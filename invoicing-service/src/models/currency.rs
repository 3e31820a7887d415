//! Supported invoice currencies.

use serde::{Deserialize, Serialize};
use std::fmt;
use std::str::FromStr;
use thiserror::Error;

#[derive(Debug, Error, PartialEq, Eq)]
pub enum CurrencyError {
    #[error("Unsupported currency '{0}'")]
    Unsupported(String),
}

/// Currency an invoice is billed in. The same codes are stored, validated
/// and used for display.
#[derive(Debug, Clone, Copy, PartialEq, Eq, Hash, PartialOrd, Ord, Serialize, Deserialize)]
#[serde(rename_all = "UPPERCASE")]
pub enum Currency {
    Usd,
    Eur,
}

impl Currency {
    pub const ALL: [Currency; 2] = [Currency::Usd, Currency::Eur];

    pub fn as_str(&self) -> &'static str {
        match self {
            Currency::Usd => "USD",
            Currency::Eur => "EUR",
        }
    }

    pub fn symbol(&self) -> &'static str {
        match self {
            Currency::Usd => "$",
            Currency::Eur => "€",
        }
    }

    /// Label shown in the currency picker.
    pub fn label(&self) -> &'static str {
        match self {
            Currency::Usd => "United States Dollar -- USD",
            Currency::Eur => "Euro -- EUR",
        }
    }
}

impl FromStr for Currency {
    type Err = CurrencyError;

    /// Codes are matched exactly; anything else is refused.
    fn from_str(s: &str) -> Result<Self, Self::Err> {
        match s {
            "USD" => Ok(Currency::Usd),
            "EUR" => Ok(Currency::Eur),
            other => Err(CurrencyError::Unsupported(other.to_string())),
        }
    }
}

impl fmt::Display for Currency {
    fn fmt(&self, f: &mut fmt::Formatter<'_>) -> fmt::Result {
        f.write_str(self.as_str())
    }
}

--

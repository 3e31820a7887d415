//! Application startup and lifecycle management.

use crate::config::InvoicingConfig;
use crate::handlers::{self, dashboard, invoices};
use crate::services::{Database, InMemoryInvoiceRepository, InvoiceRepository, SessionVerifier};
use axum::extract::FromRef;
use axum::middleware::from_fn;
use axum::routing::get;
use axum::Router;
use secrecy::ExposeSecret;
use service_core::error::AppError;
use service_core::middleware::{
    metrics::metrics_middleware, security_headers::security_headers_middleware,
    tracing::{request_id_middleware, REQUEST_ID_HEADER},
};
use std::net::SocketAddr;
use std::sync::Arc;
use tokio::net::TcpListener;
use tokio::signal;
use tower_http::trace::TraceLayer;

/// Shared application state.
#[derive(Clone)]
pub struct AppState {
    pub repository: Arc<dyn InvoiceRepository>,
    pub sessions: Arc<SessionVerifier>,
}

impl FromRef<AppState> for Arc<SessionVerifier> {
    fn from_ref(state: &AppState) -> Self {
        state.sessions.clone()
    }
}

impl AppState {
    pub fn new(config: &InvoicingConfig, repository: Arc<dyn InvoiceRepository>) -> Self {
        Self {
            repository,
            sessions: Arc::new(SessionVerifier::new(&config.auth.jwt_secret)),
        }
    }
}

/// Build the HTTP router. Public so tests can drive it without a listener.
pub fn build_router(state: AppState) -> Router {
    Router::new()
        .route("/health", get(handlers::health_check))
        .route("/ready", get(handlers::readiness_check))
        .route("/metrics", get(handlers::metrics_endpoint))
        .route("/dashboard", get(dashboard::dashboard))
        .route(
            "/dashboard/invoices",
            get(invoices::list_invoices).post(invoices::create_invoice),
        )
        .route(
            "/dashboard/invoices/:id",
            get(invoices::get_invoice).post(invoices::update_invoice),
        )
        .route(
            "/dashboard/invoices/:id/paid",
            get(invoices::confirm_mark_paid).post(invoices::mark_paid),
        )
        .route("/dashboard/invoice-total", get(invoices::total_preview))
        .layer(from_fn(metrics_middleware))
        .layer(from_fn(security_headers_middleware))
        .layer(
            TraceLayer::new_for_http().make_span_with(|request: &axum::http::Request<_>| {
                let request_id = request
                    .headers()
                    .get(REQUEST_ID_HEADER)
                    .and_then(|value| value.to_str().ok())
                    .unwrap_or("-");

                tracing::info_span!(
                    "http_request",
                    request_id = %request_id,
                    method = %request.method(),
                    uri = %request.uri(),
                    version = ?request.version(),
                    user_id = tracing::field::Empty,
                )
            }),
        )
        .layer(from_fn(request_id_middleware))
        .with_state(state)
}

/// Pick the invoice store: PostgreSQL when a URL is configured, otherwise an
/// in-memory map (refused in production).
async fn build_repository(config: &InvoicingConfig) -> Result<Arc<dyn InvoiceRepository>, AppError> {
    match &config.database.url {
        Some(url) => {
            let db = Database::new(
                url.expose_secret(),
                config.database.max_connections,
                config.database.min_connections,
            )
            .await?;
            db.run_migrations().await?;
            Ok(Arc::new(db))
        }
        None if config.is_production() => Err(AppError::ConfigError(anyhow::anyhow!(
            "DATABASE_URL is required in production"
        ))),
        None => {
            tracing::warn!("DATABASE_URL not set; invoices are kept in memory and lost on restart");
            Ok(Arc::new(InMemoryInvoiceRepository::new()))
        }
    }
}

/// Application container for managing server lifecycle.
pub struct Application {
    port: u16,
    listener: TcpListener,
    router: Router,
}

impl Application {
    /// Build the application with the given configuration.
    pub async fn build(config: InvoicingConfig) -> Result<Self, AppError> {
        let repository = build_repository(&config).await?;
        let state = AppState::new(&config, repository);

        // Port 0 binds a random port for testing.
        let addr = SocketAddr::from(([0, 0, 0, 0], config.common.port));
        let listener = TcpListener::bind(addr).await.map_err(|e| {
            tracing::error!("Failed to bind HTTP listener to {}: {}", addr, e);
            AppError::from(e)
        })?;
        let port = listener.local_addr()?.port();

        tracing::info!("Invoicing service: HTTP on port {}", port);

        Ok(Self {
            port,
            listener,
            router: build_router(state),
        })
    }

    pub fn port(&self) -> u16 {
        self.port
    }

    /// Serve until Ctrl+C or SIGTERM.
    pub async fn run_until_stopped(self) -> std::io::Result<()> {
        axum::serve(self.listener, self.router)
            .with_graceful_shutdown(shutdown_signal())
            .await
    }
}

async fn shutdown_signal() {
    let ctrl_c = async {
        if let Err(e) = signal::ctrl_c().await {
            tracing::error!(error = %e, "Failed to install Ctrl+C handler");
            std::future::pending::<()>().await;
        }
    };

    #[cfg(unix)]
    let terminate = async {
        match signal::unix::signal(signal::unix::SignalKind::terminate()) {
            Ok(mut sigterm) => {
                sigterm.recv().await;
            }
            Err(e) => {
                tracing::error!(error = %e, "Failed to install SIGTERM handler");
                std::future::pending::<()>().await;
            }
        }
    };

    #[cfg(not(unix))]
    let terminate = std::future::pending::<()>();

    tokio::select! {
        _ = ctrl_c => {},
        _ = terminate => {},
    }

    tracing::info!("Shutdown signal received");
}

▶ [Exercise brief]: Which lines in the records above include the word "axum"? Copy them out.

▶ [Completed task]:
use axum::extract::FromRef;
use axum::middleware::from_fn;
use axum::routing::get;
use axum::Router;
            TraceLayer::new_for_http().make_span_with(|request: &axum::http::Request<_>| {
        axum::serve(self.listener, self.router)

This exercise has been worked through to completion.